PhD. Centre for Comparative Literature and Cultural Studies, Monash University Awarded: October 14th, 2010.
Social Science (Hons.) RMIT University, 2003
Bachelor of Arts (Journalism) RMIT University, 2002.
Jessica Whyte is Scientia Fellow and Associate Professor in the School of Humanities and Languages (Philosophy) and the School of Law, University of New South Wales, and an Australian Research Council DECRA Fellow. She is a political theorist whose work integrates political philosophy, intellectual history and political economy to analyse contemporary forms of sovereignty, human rights, humanitarianism and militarism. Her work has been published in a range of fora including Contemporary Political Theory; Humanity: An International Journal of Human Rights, Humanitarianism and Development; Law and Critique; Political Theory; and Theory and Event. Her first monograph, Catastrophe and Redemption: The Political Thought of Giorgio Agamben, was published by SUNY in 2013. Her forthcoming book, The Morals of the Market: Human Rights and the Rise of Neoliberalism will be published by Verso in 2019. She is currently working on a three-year Australian Research Council-funded project, “Inventing Collateral Damage: The Changing Moral Economy of War”. As a Scientia Fellow at UNSW, Jessica is building on her DECRA research through the project “The moral economy of civilian protection and the transformation of international humanitarian law”.

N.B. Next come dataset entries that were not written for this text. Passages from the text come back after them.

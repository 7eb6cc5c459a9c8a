//! チャネル名の解決
//!
//! 設定ファイルに書かれたチャネル名と、実データの列名は一致しないことがある。
//! 取得ソフトが付ける `(unmixed)` のような接尾辞や、抗体名を前置したラベル
//! (`"CD3 PE-Cy7-A"` など) を、次の順で試して実列に対応付ける。
//!
//! 1. 完全一致
//! 2. 末尾の括弧書きを除去して完全一致
//! 3. 先頭の空白区切りトークンを1つずつ落として完全一致（1トークンになるまで）
//!
//! 各段は独立した関数として公開しており、個別にテストできる。

use crate::error::{GatingError, GatingResult};

/// 完全一致
pub fn exact_match<'a, S: AsRef<str>>(name: &str, available: &'a [S]) -> Option<&'a str> {
    available.iter().map(AsRef::as_ref).find(|c| *c == name)
}

/// 末尾の括弧書き `" (...)"` を除いた名前を返す。括弧書きがなければ `None`。
///
/// `"SSC (Violet)-A"` のように括弧の後ろに文字が続くものは接尾辞とみなさない。
pub fn strip_parenthetical_suffix(name: &str) -> Option<&str> {
    let trimmed = name.trim_end();
    if !trimmed.ends_with(')') {
        return None;
    }
    let open = trimmed.rfind('(')?;
    let stripped = trimmed[..open].trim_end();
    if stripped.is_empty() { None } else { Some(stripped) }
}

/// 先頭トークンを1つずつ落とした候補列
///
/// `"Antibody Target Dye 488-A"` → `"Target Dye 488-A"`, `"Dye 488-A"`, `"488-A"`
pub fn leading_token_drops(name: &str) -> impl Iterator<Item = &str> + '_ {
    let mut rest = name.trim();
    std::iter::from_fn(move || {
        let (_, tail) = rest.split_once(char::is_whitespace)?;
        rest = tail.trim_start();
        Some(rest)
    })
}

/// 要求名を実際の列名に解決する
///
/// どの規則でも一致しなければ、要求名と全列名を含む [`GatingError::ChannelNotFound`]。
pub fn resolve_channel<S: AsRef<str>>(requested: &str, available: &[S]) -> GatingResult<String> {
    find_channel(requested, available).map(str::to_string).ok_or_else(|| {
        GatingError::ChannelNotFound {
            requested: requested.to_string(),
            available: available.iter().map(|c| c.as_ref().to_string()).collect(),
        }
    })
}

/// [`resolve_channel`] のエラーを作らない版
pub fn find_channel<'a, S: AsRef<str>>(requested: &str, available: &'a [S]) -> Option<&'a str> {
    if let Some(hit) = exact_match(requested, available) {
        return Some(hit);
    }

    let base = strip_parenthetical_suffix(requested).unwrap_or(requested);
    if base != requested
        && let Some(hit) = exact_match(base, available)
    {
        log::debug!("channel '{requested}' resolved to '{hit}' (suffix stripped)");
        return Some(hit);
    }

    let hit = leading_token_drops(base).find_map(|candidate| exact_match(candidate, available));
    if let Some(hit) = hit {
        log::debug!("channel '{requested}' resolved to '{hit}' (leading tokens dropped)");
    }
    hit
}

2015: "The Invention of Collateral Damage and the Changing Moral Economy of War" , Australian Research Council DECRA fellowship, DE160100473.
2014: Early Career Research Grant, University of Western Sydney, for the project “Suffering and Morality in the New Humanitarianism”, $7,078.
2014: Research Training Scheme, University of Western Sydney, for the workshop “New Spirits of Humanitarianism”, $5000.
2018: Birkbeck Institute for the Humanities, Visiting Research Fellowship
2014: Visiting Research Fellowship, Centre for the History of Knowledge, ETH Zurich.
2010: Monash University Mollie Holman Doctoral Medal
2010: School of English, Communications and Performance Studies Graduate Research Achievement Prize for the best publication in the School. (Awarded for the article “Particular Rights and Absolute Wrongs: Giorgio Agamben on Life and Politics”, published in Law and Critique.)
Scientia Project: “The moral economy of civilian protection and the transformation of international humanitarian law”.
Project description: Today, civilians account for a higher proportion of conflict deaths than at any point in modern history. As Western societies are acculturated to conceptualise far-off civilian deaths as ‘collateral damage’, new technologies and weaponry have deadly effects on non-combatants, and the rise of urban wars—in which non-traditional forces fight in the midst of densely-populated areas—expose civilians to increasing risks. This project addresses the significant challenge of the human costs of contemporary armed conflicts. It seeks to understand the historical and institutional processes that have established a moral and legal distinction between deliberate harm inflicted on non-combatants, and the ‘collateral damage’ that is seen as an inevitable ‘side-effect’ of modern warfare. The project will produce an account of the role of military strategists, human rights organisations, and international lawyers in normalising ‘unintentional’ killing. Drawing on archival material and military manuals, and combining insights from political philosophy, the history of human rights, and the anthropology of humanitarianism, the project aims to illuminate the moral economy of contemporary warfare.